*** Opening Data for processing ***

#![forbid(unsafe_code)]

use std::{
    collections::{HashMap, HashSet},
    sync::Arc,
};

use parking_lot::Mutex;
use tokio::sync::{OwnedRwLockReadGuard, OwnedRwLockWriteGuard, RwLock};
use tracing::trace;

use crate::{UpdateError, UpdateResult};

/// Serializes writers of a version root against retention.
///
/// Package-producing tasks hold a shared lease for their whole run;
/// retention holds the exclusive lease. Independently, every task registers
/// the root-level names it writes (output directory, staging file) so that
/// two tasks never target the same name, and the baseline version it reads.
/// Retention never deletes a name that is written or read in flight.
#[derive(Default)]
pub(crate) struct VersionRootGuard {
    lease: Arc<RwLock<()>>,
    in_flight: Mutex<Claims>,
}

#[derive(Default)]
struct Claims {
    written: HashSet<String>,
    /// Baselines may be shared by several tasks.
    read: HashMap<String, usize>,
}

/// Registration of in-flight names; released on drop.
pub(crate) struct InFlight {
    guard: Arc<VersionRootGuard>,
    names: Vec<String>,
    baseline: Option<String>,
}

impl Drop for InFlight {
    fn drop(&mut self) {
        let mut claims = self.guard.in_flight.lock();
        for name in &self.names {
            claims.written.remove(name);
        }
        if let Some(baseline) = &self.baseline {
            match claims.read.get_mut(baseline) {
                Some(count) if *count > 1 => *count -= 1,
                Some(_) => {
                    claims.read.remove(baseline);
                }
                None => {}
            }
        }
        trace!(names = ?self.names, baseline = ?self.baseline, "in-flight names released");
    }
}

impl VersionRootGuard {
    /// Claim `names` for writing and pin `baseline` for reading, atomically.
    ///
    /// Fails if any name is already claimed for reading or writing, or if the
    /// baseline is being written; nothing is claimed then.
    pub(crate) fn register(
        self: &Arc<Self>,
        names: Vec<String>,
        baseline: Option<String>,
    ) -> UpdateResult<InFlight> {
        let mut claims = self.in_flight.lock();
        let taken = names
            .iter()
            .find(|n| claims.written.contains(*n) || claims.read.contains_key(*n))
            .or_else(|| baseline.as_ref().filter(|b| claims.written.contains(*b)));
        if let Some(taken) = taken {
            return Err(UpdateError::TaskConflict {
                name: taken.clone(),
            });
        }
        claims.written.extend(names.iter().cloned());
        if let Some(baseline) = &baseline {
            *claims.read.entry(baseline.clone()).or_default() += 1;
        }
        drop(claims);
        trace!(names = ?names, baseline = ?baseline, "in-flight names registered");
        Ok(InFlight {
            guard: Arc::clone(self),
            names,
            baseline,
        })
    }

    /// Every name written or read by a task in flight.
    pub(crate) fn in_flight(&self) -> Vec<String> {
        let claims = self.in_flight.lock();
        let mut names: Vec<String> = claims
            .written
            .iter()
            .chain(claims.read.keys())
            .cloned()
            .collect();
        names.sort();
        names.dedup();
        names
    }

    pub(crate) async fn shared(&self) -> OwnedRwLockReadGuard<()> {
        Arc::clone(&self.lease).read_owned().await
    }

    pub(crate) async fn exclusive(&self) -> OwnedRwLockWriteGuard<()> {
        Arc::clone(&self.lease).write_owned().await
    }
}

#[cfg(test)]
mod tests {
    use std::time::Duration;

    use super::*;

    #[test]
    fn duplicate_names_conflict_until_released() {
        let guard = Arc::new(VersionRootGuard::default());
        let first = guard.register(vec!["h1".into(), "h1.ppk".into()], None).unwrap();

        let err = guard.register(vec!["h1".into()], None).err().unwrap();
        assert!(matches!(err, UpdateError::TaskConflict { name } if name == "h1"));
        assert!(guard.register(vec!["h2".into()], None).is_ok());

        drop(first);
        assert!(guard.register(vec!["h1".into()], None).is_ok());
    }

    #[test]
    fn failed_registration_claims_nothing() {
        let guard = Arc::new(VersionRootGuard::default());
        let _held = guard.register(vec!["b".into()], None).unwrap();
        assert!(guard.register(vec!["a".into(), "b".into()], Some("h0".into())).is_err());
        assert_eq!(guard.in_flight(), vec!["b".to_string()]);
    }

    #[test]
    fn readers_and_writers_of_a_version_exclude_each_other() {
        let guard = Arc::new(VersionRootGuard::default());
        let diff = guard
            .register(vec!["h2".into(), "h1_h2.ppk.patch".into()], Some("h1".into()))
            .unwrap();

        let err = guard
            .register(vec!["h1".into(), "h1.ppk".into()], None)
            .err()
            .unwrap();
        assert!(matches!(err, UpdateError::TaskConflict { name } if name == "h1"));

        let err = guard
            .register(vec!["h3".into(), "h2_h3.ppk.patch".into()], Some("h2".into()))
            .err()
            .unwrap();
        assert!(matches!(err, UpdateError::TaskConflict { name } if name == "h2"));
        assert_eq!(guard.in_flight(), vec!["h1", "h1_h2.ppk.patch", "h2"]);

        drop(diff);
        assert!(guard.register(vec!["h1".into(), "h1.ppk".into()], None).is_ok());
    }

    #[test]
    fn shared_baseline_stays_pinned_until_last_reader() {
        let guard = Arc::new(VersionRootGuard::default());
        let a = guard.register(vec!["h2".into()], Some("h1".into())).unwrap();
        let b = guard.register(vec!["h3".into()], Some("h1".into())).unwrap();
        assert_eq!(guard.in_flight(), vec!["h1", "h2", "h3"]);

        drop(a);
        assert_eq!(guard.in_flight(), vec!["h1", "h3"]);
        drop(b);
        assert!(guard.in_flight().is_empty());
    }

    #[tokio::test]
    async fn exclusive_waits_for_shared() {
        let guard = Arc::new(VersionRootGuard::default());
        let shared = guard.shared().await;

        let g = Arc::clone(&guard);
        let waiter = tokio::spawn(async move {
            let _x = g.exclusive().await;
        });
        tokio::time::sleep(Duration::from_millis(50)).await;
        assert!(!waiter.is_finished());

        drop(shared);
        tokio::time::timeout(Duration::from_secs(1), waiter)
            .await
            .unwrap()
            .unwrap();
    }
}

*** Closing Data for processing ***

What you need to do: From the entries, copy every line in which the string "UpdateResult" can be found.

Result below:
use crate::{UpdateError, UpdateResult};
    ) -> UpdateResult<InFlight> {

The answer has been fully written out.